> [WORK ORDER]: For the word "BTreeSet", state how many lines of the listing below contain it. Give the number and nothing more.

════════

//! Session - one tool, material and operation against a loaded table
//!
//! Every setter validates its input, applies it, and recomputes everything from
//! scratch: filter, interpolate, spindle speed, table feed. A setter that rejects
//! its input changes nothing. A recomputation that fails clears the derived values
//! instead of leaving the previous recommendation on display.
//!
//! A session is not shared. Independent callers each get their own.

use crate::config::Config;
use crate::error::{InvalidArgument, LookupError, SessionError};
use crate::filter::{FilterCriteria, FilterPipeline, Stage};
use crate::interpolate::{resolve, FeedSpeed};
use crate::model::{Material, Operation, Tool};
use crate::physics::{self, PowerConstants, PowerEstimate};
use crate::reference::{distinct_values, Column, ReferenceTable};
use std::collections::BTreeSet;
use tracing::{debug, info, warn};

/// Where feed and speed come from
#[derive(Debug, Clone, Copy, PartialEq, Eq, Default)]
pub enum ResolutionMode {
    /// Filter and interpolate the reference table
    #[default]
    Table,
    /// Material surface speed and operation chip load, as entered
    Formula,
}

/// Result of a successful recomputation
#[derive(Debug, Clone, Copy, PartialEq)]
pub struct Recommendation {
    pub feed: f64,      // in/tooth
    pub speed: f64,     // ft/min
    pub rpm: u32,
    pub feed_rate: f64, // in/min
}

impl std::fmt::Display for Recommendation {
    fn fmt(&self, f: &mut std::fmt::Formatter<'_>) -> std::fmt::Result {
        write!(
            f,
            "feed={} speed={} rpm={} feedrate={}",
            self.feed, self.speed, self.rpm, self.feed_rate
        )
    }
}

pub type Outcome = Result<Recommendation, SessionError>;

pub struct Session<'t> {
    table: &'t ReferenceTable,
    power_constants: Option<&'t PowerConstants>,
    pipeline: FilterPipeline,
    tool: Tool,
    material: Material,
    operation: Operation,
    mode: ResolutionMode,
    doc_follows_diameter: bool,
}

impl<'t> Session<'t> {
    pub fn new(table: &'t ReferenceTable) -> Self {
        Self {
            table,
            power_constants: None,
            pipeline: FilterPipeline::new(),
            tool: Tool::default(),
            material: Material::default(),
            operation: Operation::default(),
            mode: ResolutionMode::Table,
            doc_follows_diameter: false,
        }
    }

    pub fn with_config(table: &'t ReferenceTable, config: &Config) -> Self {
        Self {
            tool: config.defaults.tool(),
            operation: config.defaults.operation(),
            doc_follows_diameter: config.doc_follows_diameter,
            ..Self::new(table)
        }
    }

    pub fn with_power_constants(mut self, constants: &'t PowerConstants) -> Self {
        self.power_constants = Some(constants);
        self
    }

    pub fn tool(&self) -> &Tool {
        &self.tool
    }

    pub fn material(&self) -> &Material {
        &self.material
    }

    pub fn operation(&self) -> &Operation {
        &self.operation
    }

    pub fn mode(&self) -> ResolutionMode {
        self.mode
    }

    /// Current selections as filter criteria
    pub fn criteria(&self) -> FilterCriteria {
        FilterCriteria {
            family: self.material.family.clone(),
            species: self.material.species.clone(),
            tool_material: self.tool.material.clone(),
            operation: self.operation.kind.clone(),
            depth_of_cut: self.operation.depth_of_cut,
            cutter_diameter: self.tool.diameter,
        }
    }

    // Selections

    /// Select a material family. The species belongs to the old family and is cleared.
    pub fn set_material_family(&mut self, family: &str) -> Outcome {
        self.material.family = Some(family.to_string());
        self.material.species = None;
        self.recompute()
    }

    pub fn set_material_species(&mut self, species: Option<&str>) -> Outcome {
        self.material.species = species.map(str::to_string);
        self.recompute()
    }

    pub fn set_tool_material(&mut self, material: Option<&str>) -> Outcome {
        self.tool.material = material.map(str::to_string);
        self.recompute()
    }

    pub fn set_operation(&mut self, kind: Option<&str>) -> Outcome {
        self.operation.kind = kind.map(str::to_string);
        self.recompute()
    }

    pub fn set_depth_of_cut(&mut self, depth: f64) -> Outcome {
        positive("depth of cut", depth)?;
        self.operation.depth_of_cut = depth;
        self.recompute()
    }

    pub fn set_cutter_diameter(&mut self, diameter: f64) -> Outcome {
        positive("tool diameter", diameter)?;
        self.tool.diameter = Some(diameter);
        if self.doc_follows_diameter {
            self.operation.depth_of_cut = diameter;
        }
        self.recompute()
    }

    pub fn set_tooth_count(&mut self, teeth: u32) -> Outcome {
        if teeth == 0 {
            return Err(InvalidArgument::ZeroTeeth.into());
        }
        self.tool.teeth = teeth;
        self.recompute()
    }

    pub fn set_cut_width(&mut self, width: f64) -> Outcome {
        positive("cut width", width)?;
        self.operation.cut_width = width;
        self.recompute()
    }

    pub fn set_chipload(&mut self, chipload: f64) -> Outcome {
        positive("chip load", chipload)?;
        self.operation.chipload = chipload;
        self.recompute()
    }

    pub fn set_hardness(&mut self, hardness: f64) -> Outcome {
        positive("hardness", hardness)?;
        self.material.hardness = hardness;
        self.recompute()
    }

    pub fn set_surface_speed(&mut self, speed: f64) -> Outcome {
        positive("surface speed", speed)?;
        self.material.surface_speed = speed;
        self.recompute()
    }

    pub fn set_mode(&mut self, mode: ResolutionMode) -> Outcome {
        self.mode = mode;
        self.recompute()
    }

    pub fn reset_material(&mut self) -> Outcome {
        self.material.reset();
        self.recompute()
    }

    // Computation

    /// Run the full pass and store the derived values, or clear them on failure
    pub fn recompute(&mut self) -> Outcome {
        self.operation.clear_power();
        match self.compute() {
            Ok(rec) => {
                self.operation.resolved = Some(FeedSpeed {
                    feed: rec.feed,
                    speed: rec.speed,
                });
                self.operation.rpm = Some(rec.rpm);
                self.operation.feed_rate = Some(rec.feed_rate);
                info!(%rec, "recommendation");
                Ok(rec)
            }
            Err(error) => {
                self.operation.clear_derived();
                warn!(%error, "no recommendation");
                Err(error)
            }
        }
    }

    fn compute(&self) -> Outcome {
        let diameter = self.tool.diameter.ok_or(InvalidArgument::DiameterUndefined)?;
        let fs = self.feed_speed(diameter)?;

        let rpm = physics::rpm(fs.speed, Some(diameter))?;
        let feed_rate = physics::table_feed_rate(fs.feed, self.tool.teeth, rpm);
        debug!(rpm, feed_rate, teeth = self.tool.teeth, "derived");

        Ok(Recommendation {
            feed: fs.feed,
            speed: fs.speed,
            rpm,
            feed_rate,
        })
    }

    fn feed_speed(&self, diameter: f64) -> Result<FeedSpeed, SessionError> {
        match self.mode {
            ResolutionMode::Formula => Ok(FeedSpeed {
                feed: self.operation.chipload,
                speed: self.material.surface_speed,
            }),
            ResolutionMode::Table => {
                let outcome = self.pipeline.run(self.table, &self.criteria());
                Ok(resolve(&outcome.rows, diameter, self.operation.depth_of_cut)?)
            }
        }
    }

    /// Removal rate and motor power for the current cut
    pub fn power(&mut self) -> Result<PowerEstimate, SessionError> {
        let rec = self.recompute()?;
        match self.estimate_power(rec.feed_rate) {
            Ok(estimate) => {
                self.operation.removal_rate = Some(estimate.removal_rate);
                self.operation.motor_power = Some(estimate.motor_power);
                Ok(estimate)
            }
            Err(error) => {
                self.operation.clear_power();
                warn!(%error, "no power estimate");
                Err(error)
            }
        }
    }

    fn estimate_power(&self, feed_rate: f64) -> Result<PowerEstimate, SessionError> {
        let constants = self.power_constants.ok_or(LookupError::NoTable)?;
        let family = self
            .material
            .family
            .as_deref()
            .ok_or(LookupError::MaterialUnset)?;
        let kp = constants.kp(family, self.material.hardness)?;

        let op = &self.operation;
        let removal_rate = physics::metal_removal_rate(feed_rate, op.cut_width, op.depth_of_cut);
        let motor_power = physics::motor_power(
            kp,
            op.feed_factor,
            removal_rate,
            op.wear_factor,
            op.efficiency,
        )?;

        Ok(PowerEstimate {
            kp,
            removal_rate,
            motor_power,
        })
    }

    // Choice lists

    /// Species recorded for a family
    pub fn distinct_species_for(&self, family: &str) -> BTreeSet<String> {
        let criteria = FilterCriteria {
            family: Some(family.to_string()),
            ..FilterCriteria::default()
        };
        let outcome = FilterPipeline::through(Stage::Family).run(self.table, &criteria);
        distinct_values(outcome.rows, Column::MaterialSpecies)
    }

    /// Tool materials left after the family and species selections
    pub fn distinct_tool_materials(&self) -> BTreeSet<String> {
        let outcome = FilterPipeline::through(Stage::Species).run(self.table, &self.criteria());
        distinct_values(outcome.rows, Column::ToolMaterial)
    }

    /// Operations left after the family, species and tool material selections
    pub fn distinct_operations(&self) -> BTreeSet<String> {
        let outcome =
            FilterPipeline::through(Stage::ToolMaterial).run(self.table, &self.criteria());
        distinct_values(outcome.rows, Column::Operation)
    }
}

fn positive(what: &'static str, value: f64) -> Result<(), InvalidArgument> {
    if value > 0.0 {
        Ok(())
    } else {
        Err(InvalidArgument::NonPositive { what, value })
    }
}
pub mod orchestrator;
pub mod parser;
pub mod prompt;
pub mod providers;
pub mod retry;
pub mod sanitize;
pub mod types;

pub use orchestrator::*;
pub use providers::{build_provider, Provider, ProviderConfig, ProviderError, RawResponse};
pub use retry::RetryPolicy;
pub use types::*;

════════

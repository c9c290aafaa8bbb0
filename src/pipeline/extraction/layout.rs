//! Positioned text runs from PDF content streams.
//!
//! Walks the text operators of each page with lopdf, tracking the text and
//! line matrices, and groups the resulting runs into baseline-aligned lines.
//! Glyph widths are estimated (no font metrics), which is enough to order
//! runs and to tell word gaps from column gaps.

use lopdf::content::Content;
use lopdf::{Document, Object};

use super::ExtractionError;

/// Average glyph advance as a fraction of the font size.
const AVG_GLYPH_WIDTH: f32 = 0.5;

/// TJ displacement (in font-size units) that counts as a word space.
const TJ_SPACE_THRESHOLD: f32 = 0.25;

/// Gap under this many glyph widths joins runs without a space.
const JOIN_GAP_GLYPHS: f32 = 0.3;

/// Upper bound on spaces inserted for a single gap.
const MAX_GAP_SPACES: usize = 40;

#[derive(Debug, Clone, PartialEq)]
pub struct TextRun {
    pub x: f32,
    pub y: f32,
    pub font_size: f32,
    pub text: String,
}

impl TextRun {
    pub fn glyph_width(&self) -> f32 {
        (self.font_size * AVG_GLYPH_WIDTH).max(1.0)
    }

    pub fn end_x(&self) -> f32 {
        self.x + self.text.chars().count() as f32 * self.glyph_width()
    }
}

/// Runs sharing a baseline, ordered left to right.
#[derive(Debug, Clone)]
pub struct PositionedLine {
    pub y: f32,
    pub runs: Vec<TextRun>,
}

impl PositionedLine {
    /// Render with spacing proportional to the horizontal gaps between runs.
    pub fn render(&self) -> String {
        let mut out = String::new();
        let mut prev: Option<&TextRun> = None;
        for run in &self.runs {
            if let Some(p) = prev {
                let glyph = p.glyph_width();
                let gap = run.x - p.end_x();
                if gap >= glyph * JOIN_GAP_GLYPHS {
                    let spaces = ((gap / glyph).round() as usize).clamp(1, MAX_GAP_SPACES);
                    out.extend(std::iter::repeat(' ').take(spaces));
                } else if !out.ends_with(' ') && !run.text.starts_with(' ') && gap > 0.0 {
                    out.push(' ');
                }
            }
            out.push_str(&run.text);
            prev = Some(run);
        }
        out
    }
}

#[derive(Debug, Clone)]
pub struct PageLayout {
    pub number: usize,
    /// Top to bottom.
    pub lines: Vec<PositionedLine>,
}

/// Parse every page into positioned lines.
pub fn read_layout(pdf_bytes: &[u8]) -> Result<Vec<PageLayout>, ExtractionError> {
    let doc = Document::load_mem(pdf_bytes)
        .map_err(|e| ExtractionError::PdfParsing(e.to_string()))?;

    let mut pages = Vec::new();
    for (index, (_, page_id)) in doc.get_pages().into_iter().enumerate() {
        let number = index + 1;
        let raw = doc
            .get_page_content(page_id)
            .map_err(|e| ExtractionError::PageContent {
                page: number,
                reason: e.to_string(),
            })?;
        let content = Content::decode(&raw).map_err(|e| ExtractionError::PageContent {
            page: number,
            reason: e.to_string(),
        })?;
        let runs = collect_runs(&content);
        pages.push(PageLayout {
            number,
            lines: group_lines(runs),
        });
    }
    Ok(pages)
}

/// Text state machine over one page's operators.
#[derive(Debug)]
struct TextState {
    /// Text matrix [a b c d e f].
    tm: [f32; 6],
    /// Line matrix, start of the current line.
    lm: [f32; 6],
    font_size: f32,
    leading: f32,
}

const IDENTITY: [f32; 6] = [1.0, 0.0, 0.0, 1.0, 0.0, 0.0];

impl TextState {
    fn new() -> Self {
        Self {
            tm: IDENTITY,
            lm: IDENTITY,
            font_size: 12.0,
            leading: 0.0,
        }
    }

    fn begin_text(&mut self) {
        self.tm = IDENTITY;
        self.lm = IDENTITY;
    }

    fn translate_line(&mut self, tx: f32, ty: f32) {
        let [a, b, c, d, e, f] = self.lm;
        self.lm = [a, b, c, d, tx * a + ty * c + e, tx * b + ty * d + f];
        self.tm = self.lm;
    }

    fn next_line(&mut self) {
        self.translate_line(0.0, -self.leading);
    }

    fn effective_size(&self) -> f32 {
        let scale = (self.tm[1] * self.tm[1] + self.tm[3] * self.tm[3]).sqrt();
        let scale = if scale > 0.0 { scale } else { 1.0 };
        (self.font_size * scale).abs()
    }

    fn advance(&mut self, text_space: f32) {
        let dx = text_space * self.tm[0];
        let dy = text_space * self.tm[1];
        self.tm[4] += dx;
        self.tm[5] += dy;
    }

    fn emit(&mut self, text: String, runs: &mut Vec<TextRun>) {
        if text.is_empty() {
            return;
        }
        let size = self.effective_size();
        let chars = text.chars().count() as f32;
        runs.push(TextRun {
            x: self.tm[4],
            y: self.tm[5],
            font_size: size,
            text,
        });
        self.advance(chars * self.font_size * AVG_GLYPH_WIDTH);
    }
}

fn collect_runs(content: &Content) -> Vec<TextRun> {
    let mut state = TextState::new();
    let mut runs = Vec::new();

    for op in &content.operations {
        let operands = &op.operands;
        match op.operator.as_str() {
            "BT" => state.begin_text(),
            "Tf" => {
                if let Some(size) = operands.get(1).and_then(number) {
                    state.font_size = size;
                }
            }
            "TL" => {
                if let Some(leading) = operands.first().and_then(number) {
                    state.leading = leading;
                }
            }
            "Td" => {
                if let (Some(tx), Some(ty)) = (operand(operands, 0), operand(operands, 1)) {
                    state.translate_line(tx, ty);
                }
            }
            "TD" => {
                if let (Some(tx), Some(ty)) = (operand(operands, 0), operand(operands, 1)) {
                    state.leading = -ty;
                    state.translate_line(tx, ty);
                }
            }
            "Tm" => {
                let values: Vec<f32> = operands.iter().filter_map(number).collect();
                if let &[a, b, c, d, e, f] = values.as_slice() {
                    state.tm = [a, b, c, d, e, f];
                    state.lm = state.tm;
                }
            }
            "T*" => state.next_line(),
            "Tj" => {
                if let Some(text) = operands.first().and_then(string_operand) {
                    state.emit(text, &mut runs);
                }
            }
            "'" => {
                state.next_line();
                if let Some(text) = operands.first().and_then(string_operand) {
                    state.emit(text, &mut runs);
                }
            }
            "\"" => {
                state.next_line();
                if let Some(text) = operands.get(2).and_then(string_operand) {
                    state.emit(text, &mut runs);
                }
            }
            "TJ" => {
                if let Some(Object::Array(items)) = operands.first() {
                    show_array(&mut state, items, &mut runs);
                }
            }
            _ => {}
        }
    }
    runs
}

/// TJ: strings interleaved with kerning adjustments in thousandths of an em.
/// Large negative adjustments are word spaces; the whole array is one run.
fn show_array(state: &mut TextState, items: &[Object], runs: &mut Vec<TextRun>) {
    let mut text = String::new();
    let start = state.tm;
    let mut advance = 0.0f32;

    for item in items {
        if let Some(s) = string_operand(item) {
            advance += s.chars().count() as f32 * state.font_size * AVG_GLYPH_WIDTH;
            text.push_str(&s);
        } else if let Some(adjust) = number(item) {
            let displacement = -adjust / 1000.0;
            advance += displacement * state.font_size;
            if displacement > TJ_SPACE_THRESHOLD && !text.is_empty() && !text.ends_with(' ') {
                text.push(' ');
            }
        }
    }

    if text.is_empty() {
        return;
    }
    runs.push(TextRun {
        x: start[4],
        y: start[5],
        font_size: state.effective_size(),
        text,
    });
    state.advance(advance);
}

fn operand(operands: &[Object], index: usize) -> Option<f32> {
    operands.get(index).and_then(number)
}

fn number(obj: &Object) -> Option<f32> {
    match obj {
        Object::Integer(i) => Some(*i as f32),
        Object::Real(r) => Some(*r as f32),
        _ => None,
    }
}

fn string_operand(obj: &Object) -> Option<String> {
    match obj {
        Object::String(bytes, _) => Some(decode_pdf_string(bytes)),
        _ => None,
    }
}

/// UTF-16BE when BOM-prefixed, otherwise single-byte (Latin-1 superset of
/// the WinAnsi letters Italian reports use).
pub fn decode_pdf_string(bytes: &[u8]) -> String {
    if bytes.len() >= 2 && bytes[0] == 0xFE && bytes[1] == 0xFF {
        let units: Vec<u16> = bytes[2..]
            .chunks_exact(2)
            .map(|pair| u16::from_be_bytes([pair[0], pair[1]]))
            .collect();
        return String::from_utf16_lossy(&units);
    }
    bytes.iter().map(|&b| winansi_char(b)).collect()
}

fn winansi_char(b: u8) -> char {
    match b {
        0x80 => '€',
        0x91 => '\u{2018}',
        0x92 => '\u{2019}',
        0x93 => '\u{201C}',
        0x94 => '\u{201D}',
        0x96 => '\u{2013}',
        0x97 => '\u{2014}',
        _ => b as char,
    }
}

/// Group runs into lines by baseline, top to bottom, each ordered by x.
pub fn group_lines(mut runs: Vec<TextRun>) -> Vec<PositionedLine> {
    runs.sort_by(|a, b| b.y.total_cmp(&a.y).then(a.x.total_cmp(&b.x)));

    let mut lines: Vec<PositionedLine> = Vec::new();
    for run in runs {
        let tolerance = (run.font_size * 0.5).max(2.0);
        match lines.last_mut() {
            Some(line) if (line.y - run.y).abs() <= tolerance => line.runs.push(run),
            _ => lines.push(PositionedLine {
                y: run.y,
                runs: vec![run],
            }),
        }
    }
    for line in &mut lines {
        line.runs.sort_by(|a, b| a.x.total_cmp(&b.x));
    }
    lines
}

════════

> [TASK ANSWER]: 4